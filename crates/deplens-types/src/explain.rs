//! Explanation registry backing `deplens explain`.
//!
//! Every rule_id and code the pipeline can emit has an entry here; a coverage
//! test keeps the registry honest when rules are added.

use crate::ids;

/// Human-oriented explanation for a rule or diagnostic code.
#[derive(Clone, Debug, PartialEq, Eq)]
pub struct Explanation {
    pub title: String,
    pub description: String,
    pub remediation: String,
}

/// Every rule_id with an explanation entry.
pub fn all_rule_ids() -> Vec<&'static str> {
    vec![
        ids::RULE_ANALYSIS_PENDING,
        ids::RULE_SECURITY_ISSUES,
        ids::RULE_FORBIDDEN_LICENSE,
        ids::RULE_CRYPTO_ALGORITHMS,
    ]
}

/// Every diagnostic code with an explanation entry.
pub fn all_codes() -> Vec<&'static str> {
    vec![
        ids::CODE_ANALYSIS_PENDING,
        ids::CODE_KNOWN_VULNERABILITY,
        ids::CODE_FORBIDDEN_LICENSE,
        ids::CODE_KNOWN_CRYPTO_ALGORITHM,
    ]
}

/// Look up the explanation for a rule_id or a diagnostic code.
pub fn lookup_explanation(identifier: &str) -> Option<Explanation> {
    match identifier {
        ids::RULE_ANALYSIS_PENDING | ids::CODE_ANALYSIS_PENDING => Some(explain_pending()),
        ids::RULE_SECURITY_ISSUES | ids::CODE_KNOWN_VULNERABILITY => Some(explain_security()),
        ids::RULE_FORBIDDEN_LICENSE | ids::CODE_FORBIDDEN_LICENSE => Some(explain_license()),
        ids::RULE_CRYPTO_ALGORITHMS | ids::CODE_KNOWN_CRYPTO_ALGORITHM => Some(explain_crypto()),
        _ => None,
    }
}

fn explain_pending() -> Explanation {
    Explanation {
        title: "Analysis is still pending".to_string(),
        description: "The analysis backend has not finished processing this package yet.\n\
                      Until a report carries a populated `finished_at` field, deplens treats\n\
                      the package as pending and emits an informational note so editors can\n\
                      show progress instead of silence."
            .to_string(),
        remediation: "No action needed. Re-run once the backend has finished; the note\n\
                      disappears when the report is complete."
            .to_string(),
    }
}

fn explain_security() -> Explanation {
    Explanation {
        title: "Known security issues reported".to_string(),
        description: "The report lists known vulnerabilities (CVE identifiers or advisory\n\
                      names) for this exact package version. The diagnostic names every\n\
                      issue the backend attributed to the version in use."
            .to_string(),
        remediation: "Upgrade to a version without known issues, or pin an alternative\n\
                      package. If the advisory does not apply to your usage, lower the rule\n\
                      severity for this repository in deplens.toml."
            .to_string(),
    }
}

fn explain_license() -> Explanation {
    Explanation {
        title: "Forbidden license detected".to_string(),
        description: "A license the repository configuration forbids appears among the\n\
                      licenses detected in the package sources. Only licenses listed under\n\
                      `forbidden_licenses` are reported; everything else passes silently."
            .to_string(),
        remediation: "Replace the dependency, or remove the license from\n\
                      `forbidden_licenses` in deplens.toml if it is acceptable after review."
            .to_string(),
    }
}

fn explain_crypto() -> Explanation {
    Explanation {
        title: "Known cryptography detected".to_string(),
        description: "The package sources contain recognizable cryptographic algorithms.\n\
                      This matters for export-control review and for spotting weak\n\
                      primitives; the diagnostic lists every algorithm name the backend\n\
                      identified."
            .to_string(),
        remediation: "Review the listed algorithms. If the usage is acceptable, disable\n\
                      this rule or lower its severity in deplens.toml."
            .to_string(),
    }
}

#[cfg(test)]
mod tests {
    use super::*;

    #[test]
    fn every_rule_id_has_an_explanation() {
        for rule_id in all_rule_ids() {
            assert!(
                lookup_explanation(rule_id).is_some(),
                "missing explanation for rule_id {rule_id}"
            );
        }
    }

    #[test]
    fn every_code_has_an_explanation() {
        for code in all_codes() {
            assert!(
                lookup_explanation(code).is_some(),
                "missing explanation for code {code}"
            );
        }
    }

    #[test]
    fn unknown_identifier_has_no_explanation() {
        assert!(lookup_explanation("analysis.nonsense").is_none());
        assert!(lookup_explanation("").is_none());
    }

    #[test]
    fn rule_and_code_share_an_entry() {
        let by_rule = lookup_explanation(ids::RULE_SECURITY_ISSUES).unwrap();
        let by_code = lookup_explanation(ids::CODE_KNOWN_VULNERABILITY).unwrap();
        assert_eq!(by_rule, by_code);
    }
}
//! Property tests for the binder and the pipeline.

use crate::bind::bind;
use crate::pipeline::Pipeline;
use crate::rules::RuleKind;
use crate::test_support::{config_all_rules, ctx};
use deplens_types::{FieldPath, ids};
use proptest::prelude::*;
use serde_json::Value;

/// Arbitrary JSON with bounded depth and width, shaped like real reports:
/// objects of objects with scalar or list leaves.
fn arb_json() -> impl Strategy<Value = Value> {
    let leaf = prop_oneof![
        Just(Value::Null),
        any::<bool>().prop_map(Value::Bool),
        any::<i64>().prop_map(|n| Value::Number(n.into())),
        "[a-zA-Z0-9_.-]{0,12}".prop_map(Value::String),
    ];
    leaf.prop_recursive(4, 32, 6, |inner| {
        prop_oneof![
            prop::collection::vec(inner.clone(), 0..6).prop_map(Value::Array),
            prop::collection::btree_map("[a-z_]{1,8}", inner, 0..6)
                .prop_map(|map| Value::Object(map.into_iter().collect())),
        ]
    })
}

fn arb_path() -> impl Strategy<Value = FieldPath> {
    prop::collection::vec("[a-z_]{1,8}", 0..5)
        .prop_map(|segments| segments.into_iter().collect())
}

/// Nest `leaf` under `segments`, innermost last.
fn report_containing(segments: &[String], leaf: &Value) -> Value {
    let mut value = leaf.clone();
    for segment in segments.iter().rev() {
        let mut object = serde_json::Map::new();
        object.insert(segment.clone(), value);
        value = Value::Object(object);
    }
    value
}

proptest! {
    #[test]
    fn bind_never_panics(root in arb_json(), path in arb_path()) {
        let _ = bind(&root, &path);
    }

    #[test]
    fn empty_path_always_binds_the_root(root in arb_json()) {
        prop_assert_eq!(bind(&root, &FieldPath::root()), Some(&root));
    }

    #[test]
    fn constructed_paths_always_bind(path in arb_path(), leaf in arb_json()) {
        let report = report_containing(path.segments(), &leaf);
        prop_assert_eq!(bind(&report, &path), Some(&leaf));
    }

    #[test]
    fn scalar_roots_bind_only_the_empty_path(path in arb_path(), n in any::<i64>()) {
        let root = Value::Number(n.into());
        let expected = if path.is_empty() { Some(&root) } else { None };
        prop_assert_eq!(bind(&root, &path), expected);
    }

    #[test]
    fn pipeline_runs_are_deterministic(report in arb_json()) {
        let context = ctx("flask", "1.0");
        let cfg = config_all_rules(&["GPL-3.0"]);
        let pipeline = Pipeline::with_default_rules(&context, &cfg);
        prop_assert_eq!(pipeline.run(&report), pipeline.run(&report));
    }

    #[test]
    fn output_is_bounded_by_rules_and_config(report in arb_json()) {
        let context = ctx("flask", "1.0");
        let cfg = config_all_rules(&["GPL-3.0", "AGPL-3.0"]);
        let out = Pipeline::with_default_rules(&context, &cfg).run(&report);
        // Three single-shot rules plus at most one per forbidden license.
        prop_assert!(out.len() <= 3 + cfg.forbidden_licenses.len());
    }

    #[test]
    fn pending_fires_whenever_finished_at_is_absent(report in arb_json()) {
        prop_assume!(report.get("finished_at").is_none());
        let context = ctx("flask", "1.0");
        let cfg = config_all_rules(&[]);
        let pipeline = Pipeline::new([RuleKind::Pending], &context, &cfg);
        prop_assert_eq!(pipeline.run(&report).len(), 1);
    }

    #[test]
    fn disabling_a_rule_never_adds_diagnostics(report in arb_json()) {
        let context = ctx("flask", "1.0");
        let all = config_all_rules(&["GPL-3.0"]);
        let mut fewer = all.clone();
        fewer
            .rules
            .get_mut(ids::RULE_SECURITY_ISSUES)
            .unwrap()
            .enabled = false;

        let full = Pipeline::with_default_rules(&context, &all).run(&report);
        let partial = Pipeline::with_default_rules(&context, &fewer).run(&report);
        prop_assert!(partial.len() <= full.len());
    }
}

--------

» **TASK REQUIREMENTS**
Given the data above, transcribe exactly the lines from the one containing "object.insert(segment.clone(), value);" down to the one containing "fn scalar_roots_bind_only_the_empty_path(path in", and no others.

» **RESPONSE**
        object.insert(segment.clone(), value);
        value = Value::Object(object);
    }
    value
}

proptest! {
    #[test]
    fn bind_never_panics(root in arb_json(), path in arb_path()) {
        let _ = bind(&root, &path);
    }

    #[test]
    fn empty_path_always_binds_the_root(root in arb_json()) {
        prop_assert_eq!(bind(&root, &FieldPath::root()), Some(&root));
    }

    #[test]
    fn constructed_paths_always_bind(path in arb_path(), leaf in arb_json()) {
        let report = report_containing(path.segments(), &leaf);
        prop_assert_eq!(bind(&report, &path), Some(&leaf));
    }

    #[test]
    fn scalar_roots_bind_only_the_empty_path(path in arb_path(), n in any::<i64>()) {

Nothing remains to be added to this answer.